We grew up chanting to our childhood tormentors, “sticks and stones will break my bones but words will never hurt me.” It was pretend bravado as some words cut deeply into our psyche much as a pipe leaking behind a bathroom wall silently undermines its structure. Emotional abuse is like that. Abused women tell me it is more debilitating than the occasional thump or punch. “My broken arm healed, my bruises faded but when he says, “you’re too stupid to understand” I feel utterly useless,” said 26-year-old Sally. Other women don’t even recognise their partner’s putdowns as being indicative of an abusive relationship. Many counsellors don’t see it either.

 

It is my view that we must identify and name emotional abuse for what it is as too often it is the ‘elephant in the room’. Abusers are expert at presenting as a rational, reasonable and even likeable person. If anything the partner seems to be the one using derogatory language and maybe it is true, but that is usually only one half of the picture. She lets off steam in a safe-enough environment and he drills into her self-concept in the privacy of their home. He can sit there smugly knowing she wouldn’t dare to behave like that if it were just the two of them present.

 

Emotional abuse in relationships usually starts slowly so that women are undermined by it before they realise its insidious effects.

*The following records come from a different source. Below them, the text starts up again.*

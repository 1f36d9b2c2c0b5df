//! Core data types for article generation.
//!
//! A [`GenerationRequest`] goes in, an [`ArticlePayload`] comes out. Everything
//! between the two is owned by a single call to the orchestrator.

use crate::error::ApiError;
use crate::simulator::templates::collapse_whitespace;
use serde::{Deserialize, Serialize};
use serde_json::Value;
use std::fmt;

/// Kind of article to produce. Drives word-count band, FAQ count, and prompt shape.
#[derive(Debug, Clone, Copy, PartialEq, Eq, Hash, Serialize, Deserialize, Default)]
#[serde(rename_all = "lowercase")]
pub enum ArticleType {
    Pillar,
    #[default]
    Supporting,
}

impl ArticleType {
    /// Parse a caller-supplied type. Absent or unrecognized values become `Supporting`.
    pub fn parse_lenient(value: Option<&str>) -> Self {
        match value.map(|v| v.trim().to_ascii_lowercase()) {
            Some(v) if v == "pillar" => ArticleType::Pillar,
            _ => ArticleType::Supporting,
        }
    }

    pub fn as_str(self) -> &'static str {
        match self {
            ArticleType::Pillar => "pillar",
            ArticleType::Supporting => "supporting",
        }
    }

    /// Word count the simulator aims for.
    pub fn target_words(self) -> usize {
        match self {
            ArticleType::Pillar => 2500,
            ArticleType::Supporting => 1200,
        }
    }

    /// Inclusive word-count band stated in the prompt.
    pub fn word_band(self) -> (usize, usize) {
        match self {
            ArticleType::Pillar => (2500, 3000),
            ArticleType::Supporting => (1000, 1500),
        }
    }

    /// Inclusive FAQ-count band stated in the prompt.
    pub fn faq_band(self) -> (usize, usize) {
        match self {
            ArticleType::Pillar => (5, 8),
            ArticleType::Supporting => (3, 5),
        }
    }

    /// Fewest FAQs an accepted payload may carry.
    pub fn min_faqs(self) -> usize {
        self.faq_band().0
    }
}

impl fmt::Display for ArticleType {
    fn fmt(&self, f: &mut fmt::Formatter<'_>) -> fmt::Result {
        f.write_str(self.as_str())
    }
}

/// One validated generation request.
///
/// Construct with [`GenerationRequest::new`]; the fields are read-only afterwards.
#[derive(Debug, Clone, PartialEq, Eq, Serialize, Deserialize)]
#[serde(rename_all = "camelCase")]
pub struct GenerationRequest {
    primary_keyword: String,
    title: String,
    article_type: ArticleType,
}

impl GenerationRequest {
    /// Validate and build a request. Whitespace runs in keyword and title
    /// collapse to single spaces; both must be non-empty afterwards.
    pub fn new(
        primary_keyword: impl Into<String>,
        title: impl Into<String>,
        article_type: ArticleType,
    ) -> Result<Self, ApiError> {
        let primary_keyword = collapse_whitespace(&primary_keyword.into());
        let title = collapse_whitespace(&title.into());

        if primary_keyword.is_empty() {
            return Err(ApiError::InvalidRequest(
                "primaryKeyword must not be empty".to_string(),
            ));
        }
        if title.is_empty() {
            return Err(ApiError::InvalidRequest(
                "title must not be empty".to_string(),
            ));
        }

        Ok(Self {
            primary_keyword,
            title,
            article_type,
        })
    }

    pub fn primary_keyword(&self) -> &str {
        &self.primary_keyword
    }

    pub fn title(&self) -> &str {
        &self.title
    }

    pub fn article_type(&self) -> ArticleType {
        self.article_type
    }
}

/// A single question/answer pair.
#[derive(Debug, Clone, PartialEq, Eq, Serialize, Deserialize)]
pub struct Faq {
    pub question: String,
    pub answer: String,
}

/// Normalized article returned by the pipeline.
#[derive(Debug, Clone, PartialEq, Serialize, Deserialize)]
#[serde(rename_all = "camelCase")]
pub struct ArticlePayload {
    pub title: String,
    pub meta_description: String,
    pub content: String,
    pub faqs: Vec<Faq>,
    pub json_ld: Value,
}

/// Keys every `jsonLd` block must carry.
pub const JSON_LD_REQUIRED_KEYS: [&str; 4] = ["@context", "@type", "headline", "keywords"];

impl ArticlePayload {
    /// Check the payload invariants for the given article type.
    pub fn satisfies_invariants(&self, article_type: ArticleType) -> bool {
        if self.content.trim().is_empty() || self.title.trim().is_empty() {
            return false;
        }
        if self.faqs.len() < article_type.min_faqs() {
            return false;
        }
        match self.json_ld.as_object() {
            Some(obj) => {
                JSON_LD_REQUIRED_KEYS.iter().all(|k| obj.contains_key(*k))
                    && obj.get("@type").and_then(Value::as_str) == Some("Article")
            }
            None => false,
        }
    }
}

/// Unstructured text returned by the provider. Only the normalizer reads it.
#[derive(Debug, Clone, PartialEq, Eq)]
pub struct RawGenerationResponse(String);

impl RawGenerationResponse {
    pub fn new(text: impl Into<String>) -> Self {
        Self(text.into())
    }

    pub fn as_str(&self) -> &str {
        &self.0
    }

    pub fn len(&self) -> usize {
        self.0.len()
    }

    pub fn is_empty(&self) -> bool {
        self.0.is_empty()
    }

    /// First `max_chars` characters, for log output.
    pub fn preview(&self, max_chars: usize) -> String {
        self.0.chars().take(max_chars).collect()
    }
}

Anyone who is subjected to emotional abuse, whether male or female, needs to step back and recognise it for what it is. The abuser is not okay. They put you down to build themselves up. It is merely a tactic of control that you must recognise as such so that the hurtful words lose their punch. A secure person would not put another person down. There is no need and they know it would be a cruel thing to do. Unfortunately when you are crushed by hurtful words the abuser feels superior and will, in all likelihood, do more of it. Don’t give him that weapon. Take back your power.

 

Firstly, recognise the put-down and mentally label it as a tactic of control. Secondly, when things are settled between you, tell him calmly and clearly, in few words, to stop calling you names (repeat the actual words he uses). Thirdly, follow through with indignation every time he name calls.